AG Bergisch Gladbach - 13.01.2009 - AZ: 63 C 255/08

LG Köln - 14.10.2009 - AZ: 9 S 52/09

BGH - 04.02.2010 - AZ: VIII ZB 84/09

Fundstellen:

AnwBl 2010, 624-627

DB 2010, 6

DB 2010, 1758

DStR 2010, 14

FA 2010, 212

FamRZ 2010, 1160

JurBüro 2011, 110-111

MDR 2010, 886

Mitt. 2010, 398 "Friststreichung durch Mitarbeiterin"

NJW 2010, 8

NJW-RR 2010, 1076-1078 "Fristversäumnis"

PA 2010, 138

RENOpraxis 2010, 226

WuM 2010, 385

ZAP EN-Nr. 468/2010

ZAP EN-Nr. 0/2010

Amtlicher Leitsatz:

Ein Rechtsanwalt darf die Übersendung von fristgebundenen Schriftsätzen einschließlich der Kontrolle des Sendeberichts und der Streichung der Frist im Kalender regelmäßig einer geschulten und sich bisher als zuverlässig erwiesenen Mitarbeiterin überlassen. Ihn trifft grundsätzlich keine Verpflichtung, sich anschließend zu vergewissern, ob diese die Aufgabe weisungsgemäß ausgeführt hat (im Anschluss an BGH, Beschluss vom 20. Oktober 2009 - VIII ZB 97/08, [...], Tz. 8). Streicht er nach Unterrichtung über die ordnungsgemäße Übermittlung des Schriftsatzes eigenhändig die Frist im Kalender, ist ihm regelmäßig nicht schon deswegen ein eigenes Verschulden an einer durch das Fehlschlagen der Faxübermittlung verursachten Fristversäumung anzulasten, weil er sich zuvor nicht persönlich von der Richtigkeit der ihm von seiner Mitarbeiterin erteilten Auskunft überzeugt hat. Die Sachlage stellt sich insoweit nicht anders dar, als wenn er die Streichung im Fristenkalender seiner Mitarbeiterin überlassen hätte (Abgrenzung zu BGH, Beschluss vom 11. Februar 2009 - IV ZB 26/08, NJW-RR 2009, 785).

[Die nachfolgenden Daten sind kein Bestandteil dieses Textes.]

/*!
 * Paragraph formatting snapshot.
 *
 * Replacing a paragraph's text drops its runs and their properties. The snapshot
 * records what the paragraph looked like before, so the new runs can be styled
 * the same way afterwards.
 */

use log::trace;

use crate::deck::shapes::Indentation;
use crate::deck::{Alignment, FontSize, Paragraph, ParagraphMut, RgbColor, XmlElement};
use crate::errors::DeckError;

/// Style state of one paragraph, captured right before its text is replaced
#[derive(Debug, Clone, Default, PartialEq)]
pub struct FormattingSnapshot {
    pub alignment: Option<Alignment>,
    pub level: Option<u32>,
    pub indentation: Indentation,
    pub bullet_enabled: bool,
    /// Glyph definition to reinstall if the bullet went missing
    pub bullet_glyph: Option<XmlElement>,
    /// Color of the first run, broadcast to every new run
    pub color: Option<RgbColor>,
    /// Font size per original run; `None` means inherited
    pub font_sizes: Vec<Option<FontSize>>,
}

impl FormattingSnapshot {
    pub fn capture(paragraph: &Paragraph<'_>) -> Self {
        let runs = paragraph.runs();
        let color = match runs.first().map(|run| run.color()) {
            Some(Ok(color)) => color,
            Some(Err(e)) => {
                trace!("Ignoring first run color: {}", e);
                None
            }
            None => None,
        };
        let bullet_glyph = paragraph.bullet_glyph().cloned();

        Self {
            alignment: paragraph.alignment(),
            level: paragraph.level(),
            indentation: paragraph.indentation(),
            bullet_enabled: bullet_glyph.is_some(),
            bullet_glyph,
            color,
            font_sizes: runs.iter().map(|run| run.font_size()).collect(),
        }
    }

    /// Style the paragraph's current runs: target font on all, size by run index,
    /// first-run color on all
    pub fn restore_runs(&self, paragraph: &mut ParagraphMut<'_>, target_font: &str) {
        for (index, mut run) in paragraph.runs_mut().into_iter().enumerate() {
            run.set_font_family(target_font);
            if let Some(Some(size)) = self.font_sizes.get(index) {
                run.set_font_size(*size);
            }
            if let Some(color) = self.color {
                run.set_color(color);
            }
        }
    }

    /// Reapply alignment, level, indentation and bullet state.
    ///
    /// Everything except the bullet is always applied; a bullet that cannot be
    /// switched back on is returned as an error for the caller to log.
    pub fn restore_paragraph(&self, paragraph: &mut ParagraphMut<'_>) -> Result<(), DeckError> {
        paragraph.set_alignment(self.alignment);
        paragraph.set_level(self.level);
        paragraph.set_indentation(self.indentation);
        if self.bullet_enabled {
            paragraph.enable_bullet(self.bullet_glyph.as_ref())?;
        }
        Ok(())
    }
}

Der VIII. Zivilsenat des Bundesgerichtshofs hat
am 27. April 2010
durch
den Vorsitzenden Richter Ball,
den Richter Dr. Frellesen,
die Richterinnen Dr. Milger und Dr. Fetzer sowie
den Richter Dr. Bünger
beschlossen:

Tenor:

Auf die Rechtsbeschwerde des Beklagten wird der Beschluss der 9. Zivilkammer des Landgerichts Köln vom 14. Oktober 2009 aufgehoben.

Dem Beklagten wird Wiedereinsetzung in den vorigen Stand gegen die Versäumung der Frist zur Begründung der Berufung gegen das Urteil des Amtsgerichts Bergisch Gladbach vom 13. Januar 2009 gewährt.

Die Sache wird zur neuen Entscheidung, auch über die Kosten des Rechtsbeschwerdeverfahrens, an das Berufungsgericht zurückverwiesen.